Remember the story of the Harris County Sheriff’s Department sudden (and curiously-timed) implementation of a policy to purge all emails older than 14 days from their system? See here, here, here, and here for background. There’s now been a hearing on the temporary injunction that KTRK-13 had won to prevent any further destruction of email.
The Sheriff’s Office stopped deleting e-mails on Jan. 19 and argued they aren’t really gone because they still exist on backup tape. And once that happens, the Harris County Attorney’s Office says, they are no longer subject to the Public Information Act.
“When moved to backup tape, they’re no longer public information,” said Frank Sanders, the assistant Harris County attorney representing the Sheriff’s Office.
At a contempt hearing on Friday, Sanders cited prior letter rulings by the Texas attorney general as the rationale behind his client’s assertion that e-mails on backup tape are not public record.
Sanders also said the Sheriff’s Office’s decision to have all e-mails more than 14 days old deleted from employees’ inboxes was a storage issue and had nothing to do with the station’s interview two days before about questions involving how much Sheriff Tommy Thomas paid a jail contractor to redesign the sheriff’s weekend home. That interview aired Jan. 10.

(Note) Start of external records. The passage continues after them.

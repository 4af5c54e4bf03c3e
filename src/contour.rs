// contour.rs — External contour of a binary mask.
//
// A pixel is on the external contour when it is set in the mask and either
// lies on the image border or touches (4-neighborhood) a background pixel
// that is connected to the image border. Background enclosed by the object
// (holes) does not produce contour pixels.
//
// The contour image is the usual source image for the distance transform in
// region-based tracking: its distance field measures how far every pixel is
// from the projected silhouette outline.

use std::collections::VecDeque;

use crate::image::{Image, Pixel};

/// Background pixels reachable from the image border through background.
fn outside_region<T: Pixel>(mask: &Image<T>) -> Image<bool> {
    let (w, h) = mask.size();
    let mut outside = Image::<bool>::new(w, h);
    let mut queue = VecDeque::new();

    let seed = |x: usize, y: usize, outside: &mut Image<bool>, queue: &mut VecDeque<(usize, usize)>| {
        if !mask.get(x, y).is_nonzero() && !outside.get(x, y) {
            outside.set(x, y, true);
            queue.push_back((x, y));
        }
    };
    for x in 0..w {
        seed(x, 0, &mut outside, &mut queue);
        seed(x, h - 1, &mut outside, &mut queue);
    }
    for y in 0..h {
        seed(0, y, &mut outside, &mut queue);
        seed(w - 1, y, &mut outside, &mut queue);
    }

    while let Some((x, y)) = queue.pop_front() {
        for (nx, ny) in neighbors4(x, y, w, h) {
            seed(nx, ny, &mut outside, &mut queue);
        }
    }
    outside
}

fn neighbors4(x: usize, y: usize, w: usize, h: usize) -> impl Iterator<Item = (usize, usize)> {
    let left = x.checked_sub(1).map(|nx| (nx, y));
    let right = (x + 1 < w).then_some((x + 1, y));
    let up = y.checked_sub(1).map(|ny| (x, ny));
    let down = (y + 1 < h).then_some((x, y + 1));
    [left, right, up, down].into_iter().flatten()
}

/// External contour pixels in row-major order.
pub fn external_contour<T: Pixel>(mask: &Image<T>) -> Vec<(usize, usize)> {
    let (w, h) = mask.size();
    if w == 0 || h == 0 {
        return Vec::new();
    }
    let outside = outside_region(mask);
    mask.pixels()
        .filter(|&(x, y, v)| {
            v.is_nonzero()
                && (x == 0
                    || y == 0
                    || x + 1 == w
                    || y + 1 == h
                    || neighbors4(x, y, w, h).any(|(nx, ny)| outside.get(nx, ny)))
        })
        .map(|(x, y, _)| (x, y))
        .collect()
}

/// Contour as an image: `value` on contour pixels, 0 elsewhere.
pub fn contour_image<T: Pixel>(mask: &Image<T>, value: u8) -> Image<u8> {
    let mut out = Image::new(mask.width(), mask.height());
    for (x, y) in external_contour(mask) {
        out.set(x, y, value);
    }
    out
}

“The decision (to delete) was just to free up storage space,” Sanders said.
The station’s attorney argued that the letter rulings cannot be applied in a blanket manner to all cases involving backup tape. He also argued that the Sheriff’s Office is circumventing not only the Public Information Act, but also local municipal policy that requires public employees’ e-mails to be retained for up to two years.
OK, let’s take it one step at a time. Storage space issues can be dealt with in a variety of ways that don’t require the complete destruction of the email in question. Hard disks are cheap. Harris County is not in such dire financial straits that it can’t afford to buy some computer equipment for Tommy Thomas. It’s not in financial straits at all, in fact, given the recent property tax cut, the revenue for which could have solved this space problem many times over. This is just a distraction.
The argument that email which is no longer on the server but which remains on backup tape is no longer public information is so ridiculous to me that I almost don’t know how to respond to it. I’d be interested in reading those AG opinions, and I’m going to guess they’re tailored to much narrower situations, because such a broad reading leads to this ludicrous conclusion. Among other things, it would incentivize a government agency with something to hide to implement a policy very much like that of the HCSO. There’s no possible way this can be good public policy. From an IT perspective, it’s all still data. Stuff on backup tape is harder to get to, especially if we’re talking Exchange email, but there’s nothing fundamentally different about it. And finally, I can say from professional experience that corporate email on backup tape is most certainly subject to discovery in civil actions. There’s just no justification for this that I can see.
Thankfully, the judge seems to see it this way as well:
State District Judge David Bernal declined to find the Sheriff’s Office in contempt, but said he did not find the department’s arguments “meritorious” as to why the e-mails were not of public record.
Bernal ordered both sides to submit written briefs by Friday explaining the backup tape issue.
Hopefully, he will give that brief the spanking it deserves.